そんな状況だから、もうぶっつけ本番で英語の授業に参加させられちゃって。最初は五年三組だった。「とりあえず見ていてください」と若い男性の担任に言われたので、せめて邪魔にならないように教室の後ろから眺めることにしたの。で、その授業っていうのが
“It is a shoes.”
“Is it a shoes?”
“Yes, it is a shoes.”
と、先生が片っぽだけの靴のイラストを掲げながら子供たちに一文一文復唱させてて。色々問題があるんだけど、どこから突っ込んだらいいのかわからなくて顔に微笑をはりつけたままフリーズしてたら、先生が私の方を見て片っぽだけの靴のイラストを指さしながら
“Is it a shoes?”
て訊いてきたの。パニくったわ。靴のイラストを手に持ってる先生の立ち位置からならitじゃなくてthisだし、shoesって複数形なのね、ペアで一組になるようなものって英語では複数形なの。だから、複数形のshoesを使うならthis isじゃなくてthey areなの。で、shoesの面倒くさいところは、複数形なのに単数形の前につけるaをつけるの。a pair of shoesって、「一組(一足)の靴」っていう扱いになって、正しくはThey are a pair of shoes。疑問形にするならAre they a pair of shoes?でもこれはイギリス英語。アメリカ英語ならIt is a pair of shoes.でもいい。その辺統一してほしいんだけど、世界中あっちこっちで英語は好き勝手な進化を遂げているので、これは仕方がない。
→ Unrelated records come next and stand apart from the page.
//! Plain-text rendering of the party screen and of notifications.

use crate::directory::PlayerDirectory;
use crate::engine::{EngineView, Notification};
use shared::{Faction, FactionSet, InviteState, QueueDefinition};
use std::fmt::Write;

pub struct Renderer<'a> {
    directory: &'a dyn PlayerDirectory,
}

impl<'a> Renderer<'a> {
    pub fn new(directory: &'a dyn PlayerDirectory) -> Self {
        Self { directory }
    }

    pub fn render(&self, view: &EngineView) -> String {
        let mut out = String::new();
        let party = &view.party.party;

        let header = if party.is_assigned() {
            format!("Party {} (revision {})", party.id, party.revision)
        } else {
            "Solo".to_string()
        };
        let _ = write!(out, "{}", header);
        if view.party.is_provisional() {
            out.push_str(" [pending]");
        }
        if !view.connected {
            out.push_str(" [offline]");
        } else {
            let _ = write!(out, "  ping {}ms", view.ping_ms);
        }
        out.push('\n');

        for member in &party.members {
            let marker = if party.is_owner(member.player_id) {
                '*'
            } else {
                ' '
            };
            let you = if member.player_id == view.local_player {
                " (you)"
            } else {
                ""
            };
            let _ = writeln!(
                out,
                " {} {:<16} {:<5} {}{}",
                marker,
                self.directory.display_name(member.player_id),
                if member.ready { "ready" } else { "-" },
                factions(&member.factions),
                you
            );
        }

        out.push_str("Queues:\n");
        for queue in &view.queues {
            let _ = writeln!(out, "  {}", queue_line(queue, view));
        }

        for invite in &view.outgoing_invites {
            let _ = writeln!(
                out,
                "Invited {}",
                self.directory.display_name(invite.to_player_id)
            );
        }
        for invite in &view.incoming_invites {
            let _ = writeln!(
                out,
                "Invite from {} to party {} (accept {1} / decline {1})",
                self.directory.display_name(invite.from_player_id),
                invite.party_id
            );
        }
        out
    }

    /// One line for the console, or None for notifications not worth a line.
    pub fn describe(&self, notification: &Notification) -> Option<String> {
        let line = match notification {
            Notification::PartyChanged(_) | Notification::QueuesChanged(_) => return None,
            Notification::InviteReceived(invite) => format!(
                "{} invited you to party {}",
                self.directory.display_name(invite.from_player_id),
                invite.party_id
            ),
            Notification::InviteResolved(invite) => {
                let state = match invite.state {
                    InviteState::Pending => return None,
                    InviteState::Accepted => "accepted",
                    InviteState::Declined => "declined",
                    InviteState::Expired => "expired",
                    InviteState::Cancelled => "cancelled",
                };
                format!(
                    "Invite of {} to party {} {}",
                    self.directory.display_name(invite.to_player_id),
                    invite.party_id,
                    state
                )
            }
            Notification::CommandRejected {
                command, reason, ..
            } => format!("{} rejected: {}", command.name(), reason),
            Notification::CommandFailed { command, error, .. } => {
                format!("{} failed: {}", command.name(), error)
            }
            Notification::MatchFound { queue_id, match_id } => {
                format!("Match {} found in queue {}!", match_id, queue_id)
            }
            Notification::ConnectionChanged { connected } => {
                let text = if *connected {
                    "Connected"
                } else {
                    "Connection lost, reconnecting..."
                };
                text.to_string()
            }
        };
        Some(line)
    }
}

fn factions(set: &FactionSet) -> String {
    Faction::ALL
        .iter()
        .map(|f| {
            if set.contains(f) {
                f.as_str()[..1].to_ascii_uppercase()
            } else {
                ".".to_string()
            }
        })
        .collect()
}

fn queue_line(queue: &QueueDefinition, view: &EngineView) -> String {
    let state = if view.is_queued(queue.id) {
        "queued"
    } else if view.eligible.contains(&queue.id) {
        "open"
    } else {
        "-"
    };
    format!("[{}] {:<8} {}", queue.id, queue.name, state)
}

#[cfg(test)]
mod tests {
    use super::*;
    use crate::config::EngineConfig;
    use crate::directory::PlayerRoster;
    use crate::engine::PartyEngine;
    use shared::{PartyMember, PlayerInfo, ServerEvent};
    use std::time::Instant;

    fn roster() -> PlayerRoster {
        let mut roster = PlayerRoster::new();
        roster.update(vec![
            PlayerInfo {
                id: 1,
                name: "alice".to_string(),
                online: true,
            },
            PlayerInfo {
                id: 2,
                name: "bob".to_string(),
                online: true,
            },
        ]);
        roster
    }

    #[test]
    fn test_faction_column() {
        let set: FactionSet = [Faction::Aeon, Faction::Uef].into_iter().collect();
        assert_eq!(factions(&set), "A.U.");
    }

    #[test]
    fn test_render_party_and_queues() {
        let now = Instant::now();
        let mut engine = PartyEngine::new(2, EngineConfig::default());
        engine.apply(
            ServerEvent::QueueListUpdated {
                queues: vec![
                    QueueDefinition::new(1, "1v1", 1),
                    QueueDefinition::new(2, "2v2", 2),
                ],
            },
            now,
        );
        let mut party = shared::Party::new(5, 1, 3);
        party.add_member(PartyMember::new(2));
        engine.apply(ServerEvent::PartyUpdated { party }, now);

        let roster = roster();
        let text = Renderer::new(&roster).render(&engine.view(now));
        assert!(text.starts_with("Party 5 (revision 3)"));
        assert!(text.contains("* alice"));
        assert!(text.contains("bob"));
        assert!(text.contains("(you)"));
        assert!(text.contains("[1] 1v1      -"));
        assert!(text.contains("[2] 2v2      open"));
    }

    #[test]
    fn test_describe_skips_state_changes() {
        let roster = roster();
        let renderer = Renderer::new(&roster);
        let engine = PartyEngine::new(1, EngineConfig::default());
        let view = engine.view(Instant::now());
        assert!(renderer
            .describe(&Notification::PartyChanged(view.party))
            .is_none());
        assert_eq!(
            renderer.describe(&Notification::MatchFound {
                queue_id: 2,
                match_id: 9
            }),
            Some("Match 9 found in queue 2!".to_string())
        );
    }
}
でも先生の準備したイラストは片っぽだけの靴なわけで。だったら、単数形shoeを使ってIs this a shoe?と訊いてほしい。そうすると、先生から離れた位置、教室の後ろにいる私は、Yes, it is (a shoe).と答えるかな。いやこの距離なら、itじゃなくてthatだな。話者のポジションによって変化するthis/it/thatなんて、五年三組のみんなは当然教わってないだろう。
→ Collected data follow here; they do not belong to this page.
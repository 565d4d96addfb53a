//! Callback signature verification.
//!
//! The provider signs the exact request body with HMAC-SHA256 and sends the
//! lowercase hex digest in a header. Verification must run over the raw
//! bytes; a re-serialized body will not hash the same.

use std::fmt;

use hmac::{Hmac, Mac};
use secrecy::{ExposeSecret, SecretString};
use sha2::Sha256;

type HmacSha256 = Hmac<Sha256>;

/// Why a callback failed verification. Only ever logged; clients see a
/// single authentication failure.
#[derive(Debug, Clone, Copy, PartialEq, Eq)]
pub enum SignatureRejection {
    SecretNotConfigured,
    MissingSignature,
    MalformedSignature,
    Mismatch,
}

impl fmt::Display for SignatureRejection {
    fn fmt(&self, f: &mut fmt::Formatter<'_>) -> fmt::Result {
        let reason = match self {
            SignatureRejection::SecretNotConfigured => "webhook secret is not configured",
            SignatureRejection::MissingSignature => "signature header is missing",
            SignatureRejection::MalformedSignature => "signature is not valid hex",
            SignatureRejection::Mismatch => "signature does not match body",
        };
        f.write_str(reason)
    }
}

/// Outcome of a signature check.
#[derive(Debug, Clone, Copy, PartialEq, Eq)]
pub enum SignatureCheck {
    Valid,
    Invalid(SignatureRejection),
}

impl SignatureCheck {
    pub fn is_valid(&self) -> bool {
        matches!(self, SignatureCheck::Valid)
    }
}

/// Verifies callback signatures against the pre-shared secret.
///
/// Fails closed: with no secret configured every callback is rejected.
#[derive(Debug)]
pub struct WebhookVerifier {
    secret: Option<SecretString>,
}

impl WebhookVerifier {
    pub fn new(secret: SecretString) -> Self {
        Self {
            secret: Some(secret),
        }
    }

    /// A verifier that rejects everything.
    pub fn unconfigured() -> Self {
        Self { secret: None }
    }

    /// Empty secrets are treated as unset.
    pub fn from_optional(secret: Option<SecretString>) -> Self {
        let secret = secret.filter(|s| !s.expose_secret().is_empty());
        Self { secret }
    }

    pub fn is_configured(&self) -> bool {
        self.secret.is_some()
    }

    /// Lowercase hex HMAC-SHA256 of `body`, or `None` without a secret.
    pub fn sign(&self, body: &[u8]) -> Option<String> {
        let mut mac = self.mac()?;
        mac.update(body);
        Some(hex::encode(mac.finalize().into_bytes()))
    }

    /// Check `signature` against the raw `body`.
    pub fn verify(&self, body: &[u8], signature: Option<&str>) -> SignatureCheck {
        let Some(mut mac) = self.mac() else {
            return SignatureCheck::Invalid(SignatureRejection::SecretNotConfigured);
        };

        let signature = match signature.map(str::trim) {
            Some(s) if !s.is_empty() => s,
            _ => return SignatureCheck::Invalid(SignatureRejection::MissingSignature),
        };

        let Ok(expected) = hex::decode(signature) else {
            return SignatureCheck::Invalid(SignatureRejection::MalformedSignature);
        };

        mac.update(body);
        // verify_slice compares in constant time
        match mac.verify_slice(&expected) {
            Ok(()) => SignatureCheck::Valid,
            Err(_) => SignatureCheck::Invalid(SignatureRejection::Mismatch),
        }
    }

    fn mac(&self) -> Option<HmacSha256> {
        let secret = self.secret.as_ref()?;
        HmacSha256::new_from_slice(secret.expose_secret().as_bytes()).ok()
    }
}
ほらね、たかが靴でこれだけ面倒なことになるの。わかったか、アホな政治家。私は内心毒づいたけど、それで状況が改善されるわけがなく、相変わらず私は、三十五人の五年生の前で、満面の笑みを浮かべた担任の先生から
“Is it a shoes?”
という文法が崩壊したクエスチョンを突き付けられ、脂汗をかいていた。子供たちの視線が食い込む。
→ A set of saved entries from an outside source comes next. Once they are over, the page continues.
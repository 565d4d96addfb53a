//! HTTP routes.

pub mod health;
pub mod webhook;

use axum::{extract::DefaultBodyLimit, middleware::from_fn, routing::get, Router};
use tower_http::trace::TraceLayer;

use crate::config::ApiConfig;
use crate::state::AppState;
use crate::telemetry::{metrics_handler, observability_middleware};

/// Build the full application router.
///
/// - `/api/webhooks/voice` - callback receiver (POST) and status check (GET)
/// - `/health/*` - health checks
/// - `/metrics` - Prometheus scrape endpoint
pub fn create_router(state: AppState, config: &ApiConfig) -> Router {
    Router::new()
        .nest("/api/webhooks", webhook::create_router())
        .nest("/health", health::create_router())
        .route("/metrics", get(metrics_handler))
        .layer(DefaultBodyLimit::max(config.max_body_bytes))
        .layer(from_fn(observability_middleware))
        .layer(TraceLayer::new_for_http())
        .with_state(state)
}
失礼ながら先生、あなたが英語の指導をするのは、到底無理です。
それが正しい答えなんだけど、三十五人の五年三組のみんなに、あなたたちの先生は今まで間違ったことを教えていたんですよ、なんて言えなかった。元はといえば頭の悪い政治家が悪いんだから。先生に大恥をかかせないために、答えたよ、私は。満面の笑みを浮かべて、ブリティッシュ・アクセントで。
“Yes, it is a shoes!”
もうね、私も子供たちに英語を教える資格ないと思ったわ。